The structural and dynamical changes occurring before nucleotide addition were studied using molecular dynamics (MD) simulations of human immunodeficiency virus type 1 (HIV‐1) reverse transcriptase (RT) complexes containing one or two Mg 2+ ions in the presence of dNTP. Our models revealed that the formation of a catalytically competent DNA polymerase complex required subtle rearrangements at the catalytic site A, which occurred only when an Mg 2+ ion was bound. This model has been validated using pre‐steady‐state kinetics to show that free Mg 2+ is necessary to obtain a catalytically competent polymerase.

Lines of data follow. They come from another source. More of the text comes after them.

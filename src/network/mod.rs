//! Expandable classifier network
//!
//! A multi-layer perceptron whose hidden width can grow between tasks. Every
//! trainable tensor is a [`candle_core::Var`] registered in an explicit named
//! manifest (`fc0.weight`, `fc0.bias`, ...), ordered input to output; all
//! weight transfer between differently-sized instances is keyed by those
//! names.

pub mod classifier;
pub mod init;

pub use classifier::{ClassifierNet, NetworkDims};
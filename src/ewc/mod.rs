//! Elastic Weight Consolidation
//!
//! After each task completes, the parameter values ("theta star") and the
//! estimated Fisher diagonal are recorded in an append-only snapshot store.
//! During later tasks, a quadratic penalty on drift away from those anchors,
//! weighted by the Fisher importance, is added to the training loss. Two
//! formulations are provided: a per-task sum over stored snapshots and a
//! closed form over running sums that is independent of the task count.

pub mod consolidation;
pub mod penalty;
pub mod snapshot;

pub use consolidation::ConsolidatedPosterior;
pub use penalty::EwcPenalty;
pub use snapshot::{TaskSnapshot, TaskSnapshotStore};
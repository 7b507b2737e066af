//! Weight initialization
//!
//! Weights are drawn from a truncated normal distribution: values are sampled
//! from N(mean, stdev) and re-drawn whenever they fall outside two standard
//! deviations of the mean. Biases are filled with a small positive constant so
//! ReLU units start active.

use rand::rngs::StdRng;
use rand_distr::{Distribution, Normal};

use crate::error::{Error, Result};

/// Standard deviation for weight initialization
pub const WEIGHT_STDEV: f32 = 0.1;

/// Constant fill value for bias vectors
pub const BIAS_FILL: f32 = 0.1;

/// Sample `count` values from a truncated normal distribution.
pub fn truncated_normal(count: usize, mean: f32, stdev: f32, rng: &mut StdRng) -> Result<Vec<f32>> {
    if stdev <= 0.0 {
        return Err(Error::invalid_input("stdev must be > 0"));
    }
    let normal = Normal::new(mean, stdev)
        .map_err(|e| Error::internal(format!("invalid normal distribution: {e}")))?;

    let lo = mean - 2.0 * stdev;
    let hi = mean + 2.0 * stdev;

    let mut samples = Vec::with_capacity(count);
    while samples.len() < count {
        let value = normal.sample(rng);
        if value >= lo && value <= hi {
            samples.push(value);
        }
    }
    Ok(samples)
}

#[cfg(test)]
mod tests {
    use super::*;
    use rand::SeedableRng;

    #[test]
    fn samples_stay_within_two_stdevs() {
        let mut rng = StdRng::seed_from_u64(7);
        let samples = truncated_normal(10_000, 0.0, WEIGHT_STDEV, &mut rng).unwrap();

        assert_eq!(samples.len(), 10_000);
        for value in samples {
            assert!(value.abs() <= 2.0 * WEIGHT_STDEV);
        }
    }

    #[test]
    fn zero_stdev_is_rejected() {
        let mut rng = StdRng::seed_from_u64(7);
        assert!(truncated_normal(10, 0.0, 0.0, &mut rng).is_err());
    }
}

Kinetic studies carried out with Be 2+ as a cofactor permitted the functional discrimination between metal sites A and B. At low concentrations, Be 2+ increased the catalytic efficiency of the polymerase, while at higher concentrations, it competed with Mg 2+ for binding to site A, and inhibited DNA polymerization. In agreement with experimental data, MD simulations revealed that the catalytic attack distance between the 3′‐OH of the primer and the α phosphorus in complexes containing Be 2+ instead of Mg 2+ at site A was above 4.5 Å. Our findings provide a detailed description of the mechanism of DNA polymerization and should be helpful to understand the molecular basis of DNA replication fidelity. Proteins 2008. © 2007 Wiley‐Liss, Inc.